## Dataset entries
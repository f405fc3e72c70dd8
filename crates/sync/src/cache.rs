use std::sync::Arc;

use board::PriceSnapshot;
use tokio::sync::watch;

#[derive(Debug, Clone, Copy, PartialEq, Eq)]
pub enum SyncStatus {
    Loading,
    Ready,
    Error,
}

#[derive(Debug, Clone)]
pub struct SyncState {
    pub status: SyncStatus,
    pub snapshot: Option<Arc<PriceSnapshot>>,
    pub last_error: Option<String>,
}

impl Default for SyncState {
    fn default() -> Self {
        Self {
            status: SyncStatus::Loading,
            snapshot: None,
            last_error: None,
        }
    }
}

/// Process-wide latest snapshot, observable by any number of surfaces.
///
/// Clones share the same underlying channel.
#[derive(Clone)]
pub struct SnapshotCache {
    tx: Arc<watch::Sender<SyncState>>,
}

impl Default for SnapshotCache {
    fn default() -> Self {
        Self::new()
    }
}

impl SnapshotCache {
    pub fn new() -> Self {
        let (tx, _) = watch::channel(SyncState::default());
        Self { tx: Arc::new(tx) }
    }

    pub fn subscribe(&self) -> watch::Receiver<SyncState> {
        self.tx.subscribe()
    }

    pub fn current(&self) -> SyncState {
        self.tx.borrow().clone()
    }

    pub fn snapshot(&self) -> Option<Arc<PriceSnapshot>> {
        self.tx.borrow().snapshot.clone()
    }

    pub fn publish(&self, snapshot: Arc<PriceSnapshot>) {
        self.tx.send_modify(|state| {
            state.status = SyncStatus::Ready;
            state.snapshot = Some(snapshot);
            state.last_error = None;
        });
    }

    /// Flags the failure while keeping whatever snapshot was last published.
    pub fn fail(&self, message: impl Into<String>) {
        let message = message.into();
        self.tx.send_modify(|state| {
            state.status = SyncStatus::Error;
            state.last_error = Some(message);
        });
    }
}

#[cfg(test)]
mod tests {
    use super::*;
    use board::PricedItem;

    fn snapshot(buy: u64) -> Arc<PriceSnapshot> {
        let updated_at = "2024-05-01T08:00:00Z".parse().expect("timestamp");
        Arc::new(PriceSnapshot::new(
            vec![PricedItem::new(1, "SJC 9999", buy, buy + 1)],
            updated_at,
        ))
    }

    #[test]
    fn starts_loading_without_snapshot() {
        let cache = SnapshotCache::new();
        let state = cache.current();
        assert_eq!(state.status, SyncStatus::Loading);
        assert!(state.snapshot.is_none());
    }

    #[test]
    fn failure_keeps_last_good_snapshot() {
        let cache = SnapshotCache::new();
        cache.publish(snapshot(100));
        cache.fail("connection refused");

        let state = cache.current();
        assert_eq!(state.status, SyncStatus::Error);
        assert_eq!(state.last_error.as_deref(), Some("connection refused"));
        assert_eq!(state.snapshot.expect("kept").items[0].buy, 100);

        cache.publish(snapshot(120));
        let state = cache.current();
        assert_eq!(state.status, SyncStatus::Ready);
        assert!(state.last_error.is_none());
    }

    #[test]
    fn clones_share_one_channel() {
        let cache = SnapshotCache::new();
        let other = cache.clone();
        let mut rx = other.subscribe();
        cache.publish(snapshot(7));
        assert!(rx.has_changed().expect("sender alive"));
        assert_eq!(rx.borrow_and_update().snapshot.as_ref().map(|s| s.items[0].buy), Some(7));
    }
}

## WHAT THE TASK REQUIRES
Look above for the line with "fn snapshot(buy: u64)"; retype exactly that line, every line after it up to the line with "assert_eq!(state.status, SyncStatus::Loading);", and that line too, nothing else.

## RESPONSE
    fn snapshot(buy: u64) -> Arc<PriceSnapshot> {
        let updated_at = "2024-05-01T08:00:00Z".parse().expect("timestamp");
        Arc::new(PriceSnapshot::new(
            vec![PricedItem::new(1, "SJC 9999", buy, buy + 1)],
            updated_at,
        ))
    }

    #[test]
    fn starts_loading_without_snapshot() {
        let cache = SnapshotCache::new();
        let state = cache.current();
        assert_eq!(state.status, SyncStatus::Loading);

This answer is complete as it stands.